[[ DATA EXTRACT, beginning ]]
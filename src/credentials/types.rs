//! Credential types.

use std::fmt;
use std::time::{SystemTime, UNIX_EPOCH};

use serde::{Deserialize, Serialize};

/// Identifier of the principal a token belongs to.
pub type SubjectId = i64;

/// Length of an encoded token plaintext.
pub const PLAINTEXT_LEN: usize = 26;

/// Random bytes drawn per token.
pub const ENTROPY_BYTES: usize = 16;

/// The flow a token may be consumed by.
#[derive(Debug, Clone, Copy, PartialEq, Eq, Hash, Serialize, Deserialize)]
#[serde(rename_all = "lowercase")]
pub enum Scope {
    Activation,
    Authentication,
}

impl Scope {
    pub fn as_str(&self) -> &'static str {
        match self {
            Scope::Activation => "activation",
            Scope::Authentication => "authentication",
        }
    }
}

impl fmt::Display for Scope {
    fn fmt(&self, f: &mut fmt::Formatter<'_>) -> fmt::Result {
        f.write_str(self.as_str())
    }
}

/// SHA-256 digest of a token plaintext. The only form ever stored or compared.
#[derive(Clone, Copy, PartialEq, Eq, Hash)]
pub struct TokenHash([u8; 32]);

impl TokenHash {
    pub fn from_bytes(bytes: [u8; 32]) -> Self {
        Self(bytes)
    }

    pub fn as_bytes(&self) -> &[u8; 32] {
        &self.0
    }
}

impl fmt::Debug for TokenHash {
    fn fmt(&self, f: &mut fmt::Formatter<'_>) -> fmt::Result {
        f.write_str("TokenHash(")?;
        for byte in &self.0[..4] {
            write!(f, "{byte:02x}")?;
        }
        f.write_str("..)")
    }
}

/// A freshly issued token.
///
/// Serializes to `{"token": .., "expiry": ..}`; the plaintext leaves the
/// process exactly once, in the response that delivers it.
#[derive(Clone, Serialize)]
pub struct Token {
    #[serde(rename = "token")]
    pub plaintext: String,
    #[serde(skip)]
    pub hash: TokenHash,
    #[serde(skip)]
    pub subject_id: SubjectId,
    /// Unix seconds.
    #[serde(rename = "expiry")]
    pub expires_at: u64,
    #[serde(skip)]
    pub scope: Scope,
}

impl Token {
    /// The persisted form, without the plaintext.
    pub fn to_stored(&self) -> StoredToken {
        StoredToken {
            hash: self.hash,
            subject_id: self.subject_id,
            expires_at: self.expires_at,
            scope: self.scope,
        }
    }
}

impl fmt::Debug for Token {
    fn fmt(&self, f: &mut fmt::Formatter<'_>) -> fmt::Result {
        f.debug_struct("Token")
            .field("plaintext", &"<redacted>")
            .field("hash", &self.hash)
            .field("subject_id", &self.subject_id)
            .field("expires_at", &self.expires_at)
            .field("scope", &self.scope)
            .finish()
    }
}

/// What the token store keeps for each token.
#[derive(Debug, Clone, Copy, PartialEq, Eq)]
pub struct StoredToken {
    pub hash: TokenHash,
    pub subject_id: SubjectId,
    pub expires_at: u64,
    pub scope: Scope,
}

impl StoredToken {
    pub fn is_live_at(&self, now: u64) -> bool {
        self.expires_at > now
    }
}

/// Current wall-clock time in unix seconds.
pub fn unix_now() -> u64 {
    SystemTime::now()
        .duration_since(UNIX_EPOCH)
        .unwrap_or_default()
        .as_secs()
}
//! Token persistence collaborator.
//!
//! The service only ever hands the store hashes, never plaintexts.
//! `MemoryTokenStore` keeps everything in process and is lost on restart.

use std::sync::Arc;
use std::time::Duration;

use async_trait::async_trait;
use dashmap::DashMap;
use thiserror::Error;

use crate::credentials::types::{Scope, StoredToken, SubjectId, TokenHash};

#[derive(Debug, Clone, Error)]
pub enum StoreError {
    #[error("token store operation timed out after {0:?}")]
    Timeout(Duration),
    #[error("token store unavailable: {0}")]
    Unavailable(String),
}

pub type StoreResult<T> = Result<T, StoreError>;

#[async_trait]
pub trait TokenStore: Send + Sync {
    async fn insert_token(&self, token: &StoredToken) -> StoreResult<()>;

    /// Delete every token of `scope` owned by `subject_id`. Returns how many went.
    async fn delete_tokens(&self, scope: Scope, subject_id: SubjectId) -> StoreResult<u64>;

    /// Owner of the live token with this hash and scope, if any.
    async fn find_subject(
        &self,
        scope: Scope,
        hash: &TokenHash,
        now: u64,
    ) -> StoreResult<Option<SubjectId>>;
}

#[derive(Debug, Clone, Default)]
pub struct MemoryTokenStore {
    inner: Arc<DashMap<TokenHash, StoredToken>>,
}

impl MemoryTokenStore {
    pub fn new() -> Self {
        Self::default()
    }

    pub fn len(&self) -> usize {
        self.inner.len()
    }

    pub fn is_empty(&self) -> bool {
        self.inner.is_empty()
    }
}

#[async_trait]
impl TokenStore for MemoryTokenStore {
    async fn insert_token(&self, token: &StoredToken) -> StoreResult<()> {
        self.inner.insert(token.hash, *token);
        Ok(())
    }

    async fn delete_tokens(&self, scope: Scope, subject_id: SubjectId) -> StoreResult<u64> {
        let mut deleted = 0;
        self.inner.retain(|_, token| {
            let matches = token.scope == scope && token.subject_id == subject_id;
            if matches {
                deleted += 1;
            }
            !matches
        });
        Ok(deleted)
    }

    async fn find_subject(
        &self,
        scope: Scope,
        hash: &TokenHash,
        now: u64,
    ) -> StoreResult<Option<SubjectId>> {
        Ok(self
            .inner
            .get(hash)
            .filter(|entry| entry.scope == scope && entry.is_live_at(now))
            .map(|entry| entry.subject_id))
    }
}

#[cfg(test)]
mod tests {
    use super::*;

    fn stored(byte: u8, subject_id: SubjectId, scope: Scope, expires_at: u64) -> StoredToken {
        StoredToken {
            hash: TokenHash::from_bytes([byte; 32]),
            subject_id,
            expires_at,
            scope,
        }
    }

    #[tokio::test]
    async fn find_respects_scope_and_expiry() {
        let store = MemoryTokenStore::new();
        let token = stored(1, 9, Scope::Authentication, 100);
        store.insert_token(&token).await.unwrap();

        assert_eq!(
            store.find_subject(Scope::Authentication, &token.hash, 50).await.unwrap(),
            Some(9)
        );
        assert_eq!(
            store.find_subject(Scope::Activation, &token.hash, 50).await.unwrap(),
            None
        );
        assert_eq!(
            store.find_subject(Scope::Authentication, &token.hash, 100).await.unwrap(),
            None
        );
    }

    #[tokio::test]
    async fn delete_removes_only_matching_scope_and_subject() {
        let store = MemoryTokenStore::new();
        store.insert_token(&stored(1, 9, Scope::Activation, 100)).await.unwrap();
        store.insert_token(&stored(2, 9, Scope::Activation, 100)).await.unwrap();
        store.insert_token(&stored(3, 9, Scope::Authentication, 100)).await.unwrap();
        store.insert_token(&stored(4, 10, Scope::Activation, 100)).await.unwrap();

        let deleted = store.delete_tokens(Scope::Activation, 9).await.unwrap();
        assert_eq!(deleted, 2);
        assert_eq!(store.len(), 2);
    }
}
[[ DATA EXTRACT, end ]]
> DIRECTIONS FOR THIS TASK:
The lines above starting at the one that contains "be consumed by." and ending at the one that contains "impl fmt::Display for" must be transcribed exactly, and no other lines may appear.

> ANSWER SPACE:
/// The flow a token may be consumed by.
#[derive(Debug, Clone, Copy, PartialEq, Eq, Hash, Serialize, Deserialize)]
#[serde(rename_all = "lowercase")]
pub enum Scope {
    Activation,
    Authentication,
}

impl Scope {
    pub fn as_str(&self) -> &'static str {
        match self {
            Scope::Activation => "activation",
            Scope::Authentication => "authentication",
        }
    }
}

impl fmt::Display for Scope {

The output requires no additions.